-- Material for the task follows --
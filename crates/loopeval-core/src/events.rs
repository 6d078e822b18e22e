use crate::errors::{EvalError, EvalResult};
use crate::model::{now_ms, EvalMode, ExptId, ItemId, RunId, SpaceId};
use async_trait::async_trait;
use serde::de::DeserializeOwned;
use serde::{Deserialize, Serialize};
use std::collections::{BTreeMap, HashMap};
use std::sync::atomic::{AtomicU64, Ordering};
use std::sync::Arc;
use std::time::Duration;
use tokio::sync::{mpsc, Mutex};

#[derive(Debug, Clone, Copy, PartialEq, Eq, Hash, Serialize, Deserialize)]
#[serde(rename_all = "snake_case")]
pub enum EventType {
    ExptSchedule,
    ItemEval,
    AggregateCalculate,
}

impl EventType {
    pub const ALL: [EventType; 3] = [
        EventType::ExptSchedule,
        EventType::ItemEval,
        EventType::AggregateCalculate,
    ];

    pub fn as_str(self) -> &'static str {
        match self {
            EventType::ExptSchedule => "expt_schedule",
            EventType::ItemEval => "item_eval",
            EventType::AggregateCalculate => "aggregate_calculate",
        }
    }
}

pub trait TypedEvent: Serialize + DeserializeOwned + Send + Sync {
    const TYPE: EventType;
    fn retry_count(&self) -> u32;
}

#[derive(Debug, Clone, PartialEq, Serialize, Deserialize)]
pub struct ExptScheduleEvent {
    pub expt_id: ExptId,
    pub run_id: RunId,
    pub mode: EvalMode,
    pub space_id: SpaceId,
    #[serde(default)]
    pub retry_count: u32,
}

impl TypedEvent for ExptScheduleEvent {
    const TYPE: EventType = EventType::ExptSchedule;
    fn retry_count(&self) -> u32 {
        self.retry_count
    }
}

#[derive(Debug, Clone, PartialEq, Serialize, Deserialize)]
pub struct ItemEvalEvent {
    pub expt_id: ExptId,
    pub run_id: RunId,
    pub item_id: ItemId,
    pub space_id: SpaceId,
    #[serde(default)]
    pub retry_count: u32,
    #[serde(default)]
    pub ext: BTreeMap<String, String>,
}

impl TypedEvent for ItemEvalEvent {
    const TYPE: EventType = EventType::ItemEval;
    fn retry_count(&self) -> u32 {
        self.retry_count
    }
}

#[derive(Debug, Clone, PartialEq, Serialize, Deserialize)]
pub struct AggregateCalculateEvent {
    pub expt_id: ExptId,
    pub space_id: SpaceId,
}

impl TypedEvent for AggregateCalculateEvent {
    const TYPE: EventType = EventType::AggregateCalculate;
    fn retry_count(&self) -> u32 {
        0
    }
}

/// Wire envelope: `{type, payload, retry_count, enqueue_at, trace_id}`.
#[derive(Debug, Clone, PartialEq, Serialize, Deserialize)]
pub struct Envelope {
    #[serde(rename = "type")]
    pub event_type: EventType,
    pub payload: serde_json::Value,
    pub retry_count: u32,
    pub enqueue_at: i64,
    pub trace_id: String,
}

impl Envelope {
    pub fn wrap<T: TypedEvent>(ev: &T, trace_id: &str) -> EvalResult<Self> {
        Ok(Self {
            event_type: T::TYPE,
            payload: serde_json::to_value(ev)?,
            retry_count: ev.retry_count(),
            enqueue_at: now_ms(),
            trace_id: trace_id.to_string(),
        })
    }

    pub fn decode<T: TypedEvent>(&self) -> EvalResult<T> {
        if self.event_type != T::TYPE {
            return Err(EvalError::InvalidParam(format!(
                "expected {} event, got {}",
                T::TYPE.as_str(),
                self.event_type.as_str()
            )));
        }
        Ok(serde_json::from_value(self.payload.clone())?)
    }

    /// Copy for redelivery with the retry counter bumped in both envelope and payload.
    pub fn retried(&self) -> Self {
        let mut next = self.clone();
        next.retry_count += 1;
        next.enqueue_at = now_ms();
        if let Some(obj) = next.payload.as_object_mut() {
            if obj.contains_key("retry_count") {
                obj.insert("retry_count".into(), next.retry_count.into());
            }
        }
        next
    }
}

/// `min(base * 2^n, cap)`.
#[derive(Debug, Clone, Copy, PartialEq, Eq)]
pub struct BackoffPolicy {
    pub base: Duration,
    pub cap: Duration,
}

impl BackoffPolicy {
    pub fn delay(&self, attempt: u32) -> Duration {
        let factor = 1u32.checked_shl(attempt.min(20)).unwrap_or(u32::MAX);
        self.base.saturating_mul(factor).min(self.cap)
    }
}

#[async_trait]
pub trait EventBus: Send + Sync {
    async fn publish(&self, env: Envelope) -> EvalResult<()>;
    async fn publish_after(&self, env: Envelope, delay: Duration) -> EvalResult<()>;
    /// Next envelope of a type; `None` once the bus is closed.
    async fn next(&self, event_type: EventType) -> Option<Envelope>;
}

pub async fn publish_event<T: TypedEvent>(bus: &dyn EventBus, ev: &T, trace_id: &str) -> EvalResult<()> {
    bus.publish(Envelope::wrap(ev, trace_id)?).await
}

pub async fn publish_event_after<T: TypedEvent>(
    bus: &dyn EventBus,
    ev: &T,
    trace_id: &str,
    delay: Duration,
) -> EvalResult<()> {
    bus.publish_after(Envelope::wrap(ev, trace_id)?, delay).await
}

struct Channel {
    tx: mpsc::UnboundedSender<Envelope>,
    rx: Mutex<mpsc::UnboundedReceiver<Envelope>>,
    published: AtomicU64,
}

/// In-process bus: one unbounded queue per event type, shared by all consumers.
#[derive(Clone)]
pub struct MemoryEventBus {
    channels: Arc<HashMap<EventType, Channel>>,
}

impl Default for MemoryEventBus {
    fn default() -> Self {
        Self::new()
    }
}

impl MemoryEventBus {
    pub fn new() -> Self {
        let mut channels = HashMap::new();
        for t in EventType::ALL {
            let (tx, rx) = mpsc::unbounded_channel();
            channels.insert(
                t,
                Channel {
                    tx,
                    rx: Mutex::new(rx),
                    published: AtomicU64::new(0),
                },
            );
        }
        Self {
            channels: Arc::new(channels),
        }
    }

    /// Total envelopes published for a type, including delayed ones once sent.
    pub fn published(&self, t: EventType) -> u64 {
        self.channels
            .get(&t)
            .map(|c| c.published.load(Ordering::Relaxed))
            .unwrap_or(0)
    }

    fn send(&self, env: Envelope) -> EvalResult<()> {
        let ch = self
            .channels
            .get(&env.event_type)
            .ok_or_else(|| EvalError::Internal(format!("no channel for {}", env.event_type.as_str())))?;
        ch.published.fetch_add(1, Ordering::Relaxed);
        ch.tx
            .send(env)
            .map_err(|_| EvalError::Internal("event bus closed".into()))
    }
}

#[async_trait]
impl EventBus for MemoryEventBus {
    async fn publish(&self, env: Envelope) -> EvalResult<()> {
        self.send(env)
    }

    async fn publish_after(&self, env: Envelope, delay: Duration) -> EvalResult<()> {
        if delay.is_zero() {
            return self.send(env);
        }
        let bus = self.clone();
        tokio::spawn(async move {
            tokio::time::sleep(delay).await;
            if let Err(e) = bus.send(env) {
                tracing::warn!(event = "bus.delayed_publish_failed", error = %e);
            }
        });
        Ok(())
    }

    async fn next(&self, event_type: EventType) -> Option<Envelope> {
        let ch = self.channels.get(&event_type)?;
        let mut rx = ch.rx.lock().await;
        rx.recv().await
    }
}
-- Material for the task concluded --
### What to work on:
Repeat all of the records exactly.

### Exercise solution:
filename crates/loopeval-core/src/events.rs
repository 6d078e822b18e22e
use crate::errors::{EvalError, EvalResult};
use crate::model::{now_ms, EvalMode, ExptId, ItemId, RunId, SpaceId};
use async_trait::async_trait;
use serde::de::DeserializeOwned;
use serde::{Deserialize, Serialize};
use std::collections::{BTreeMap, HashMap};
use std::sync::atomic::{AtomicU64, Ordering};
use std::sync::Arc;
use std::time::Duration;
use tokio::sync::{mpsc, Mutex};

#[derive(Debug, Clone, Copy, PartialEq, Eq, Hash, Serialize, Deserialize)]
#[serde(rename_all = "snake_case")]
pub enum EventType {
    ExptSchedule,
    ItemEval,
    AggregateCalculate,
}

impl EventType {
    pub const ALL: [EventType; 3] = [
        EventType::ExptSchedule,
        EventType::ItemEval,
        EventType::AggregateCalculate,
    ];

    pub fn as_str(self) -> &'static str {
        match self {
            EventType::ExptSchedule => "expt_schedule",
            EventType::ItemEval => "item_eval",
            EventType::AggregateCalculate => "aggregate_calculate",
        }
    }
}

pub trait TypedEvent: Serialize + DeserializeOwned + Send + Sync {
    const TYPE: EventType;
    fn retry_count(&self) -> u32;
}

#[derive(Debug, Clone, PartialEq, Serialize, Deserialize)]
pub struct ExptScheduleEvent {
    pub expt_id: ExptId,
    pub run_id: RunId,
    pub mode: EvalMode,
    pub space_id: SpaceId,
    #[serde(default)]
    pub retry_count: u32,
}

impl TypedEvent for ExptScheduleEvent {
    const TYPE: EventType = EventType::ExptSchedule;
    fn retry_count(&self) -> u32 {
        self.retry_count
    }
}

#[derive(Debug, Clone, PartialEq, Serialize, Deserialize)]
pub struct ItemEvalEvent {
    pub expt_id: ExptId,
    pub run_id: RunId,
    pub item_id: ItemId,
    pub space_id: SpaceId,
    #[serde(default)]
    pub retry_count: u32,
    #[serde(default)]
    pub ext: BTreeMap<String, String>,
}

impl TypedEvent for ItemEvalEvent {
    const TYPE: EventType = EventType::ItemEval;
    fn retry_count(&self) -> u32 {
        self.retry_count
    }
}

#[derive(Debug, Clone, PartialEq, Serialize, Deserialize)]
pub struct AggregateCalculateEvent {
    pub expt_id: ExptId,
    pub space_id: SpaceId,
}

impl TypedEvent for AggregateCalculateEvent {
    const TYPE: EventType = EventType::AggregateCalculate;
    fn retry_count(&self) -> u32 {
        0
    }
}

/// Wire envelope: `{type, payload, retry_count, enqueue_at, trace_id}`.
#[derive(Debug, Clone, PartialEq, Serialize, Deserialize)]
pub struct Envelope {
    #[serde(rename = "type")]
    pub event_type: EventType,
    pub payload: serde_json::Value,
    pub retry_count: u32,
    pub enqueue_at: i64,
    pub trace_id: String,
}

impl Envelope {
    pub fn wrap<T: TypedEvent>(ev: &T, trace_id: &str) -> EvalResult<Self> {
        Ok(Self {
            event_type: T::TYPE,
            payload: serde_json::to_value(ev)?,
            retry_count: ev.retry_count(),
            enqueue_at: now_ms(),
            trace_id: trace_id.to_string(),
        })
    }

    pub fn decode<T: TypedEvent>(&self) -> EvalResult<T> {
        if self.event_type != T::TYPE {
            return Err(EvalError::InvalidParam(format!(
                "expected {} event, got {}",
                T::TYPE.as_str(),
                self.event_type.as_str()
            )));
        }
        Ok(serde_json::from_value(self.payload.clone())?)
    }

    /// Copy for redelivery with the retry counter bumped in both envelope and payload.
    pub fn retried(&self) -> Self {
        let mut next = self.clone();
        next.retry_count += 1;
        next.enqueue_at = now_ms();
        if let Some(obj) = next.payload.as_object_mut() {
            if obj.contains_key("retry_count") {
                obj.insert("retry_count".into(), next.retry_count.into());
            }
        }
        next
    }
}

/// `min(base * 2^n, cap)`.
#[derive(Debug, Clone, Copy, PartialEq, Eq)]
pub struct BackoffPolicy {
    pub base: Duration,
    pub cap: Duration,
}

impl BackoffPolicy {
    pub fn delay(&self, attempt: u32) -> Duration {
        let factor = 1u32.checked_shl(attempt.min(20)).unwrap_or(u32::MAX);
        self.base.saturating_mul(factor).min(self.cap)
    }
}

#[async_trait]
pub trait EventBus: Send + Sync {
    async fn publish(&self, env: Envelope) -> EvalResult<()>;
    async fn publish_after(&self, env: Envelope, delay: Duration) -> EvalResult<()>;
    /// Next envelope of a type; `None` once the bus is closed.
    async fn next(&self, event_type: EventType) -> Option<Envelope>;
}

pub async fn publish_event<T: TypedEvent>(bus: &dyn EventBus, ev: &T, trace_id: &str) -> EvalResult<()> {
    bus.publish(Envelope::wrap(ev, trace_id)?).await
}

pub async fn publish_event_after<T: TypedEvent>(
    bus: &dyn EventBus,
    ev: &T,
    trace_id: &str,
    delay: Duration,
) -> EvalResult<()> {
    bus.publish_after(Envelope::wrap(ev, trace_id)?, delay).await
}

struct Channel {
    tx: mpsc::UnboundedSender<Envelope>,
    rx: Mutex<mpsc::UnboundedReceiver<Envelope>>,
    published: AtomicU64,
}

/// In-process bus: one unbounded queue per event type, shared by all consumers.
#[derive(Clone)]
pub struct MemoryEventBus {
    channels: Arc<HashMap<EventType, Channel>>,
}

impl Default for MemoryEventBus {
    fn default() -> Self {
        Self::new()
    }
}

impl MemoryEventBus {
    pub fn new() -> Self {
        let mut channels = HashMap::new();
        for t in EventType::ALL {
            let (tx, rx) = mpsc::unbounded_channel();
            channels.insert(
                t,
                Channel {
                    tx,
                    rx: Mutex::new(rx),
                    published: AtomicU64::new(0),
                },
            );
        }
        Self {
            channels: Arc::new(channels),
        }
    }

    /// Total envelopes published for a type, including delayed ones once sent.
    pub fn published(&self, t: EventType) -> u64 {
        self.channels
            .get(&t)
            .map(|c| c.published.load(Ordering::Relaxed))
            .unwrap_or(0)
    }

    fn send(&self, env: Envelope) -> EvalResult<()> {
        let ch = self
            .channels
            .get(&env.event_type)
            .ok_or_else(|| EvalError::Internal(format!("no channel for {}", env.event_type.as_str())))?;
        ch.published.fetch_add(1, Ordering::Relaxed);
        ch.tx
            .send(env)
            .map_err(|_| EvalError::Internal("event bus closed".into()))
    }
}

#[async_trait]
impl EventBus for MemoryEventBus {
    async fn publish(&self, env: Envelope) -> EvalResult<()> {
        self.send(env)
    }

    async fn publish_after(&self, env: Envelope, delay: Duration) -> EvalResult<()> {
        if delay.is_zero() {
            return self.send(env);
        }
        let bus = self.clone();
        tokio::spawn(async move {
            tokio::time::sleep(delay).await;
            if let Err(e) = bus.send(env) {
                tracing::warn!(event = "bus.delayed_publish_failed", error = %e);
            }
        });
        Ok(())
    }

    async fn next(&self, event_type: EventType) -> Option<Envelope> {
        let ch = self.channels.get(&event_type)?;
        let mut rx = ch.rx.lock().await;
        rx.recv().await
    }
}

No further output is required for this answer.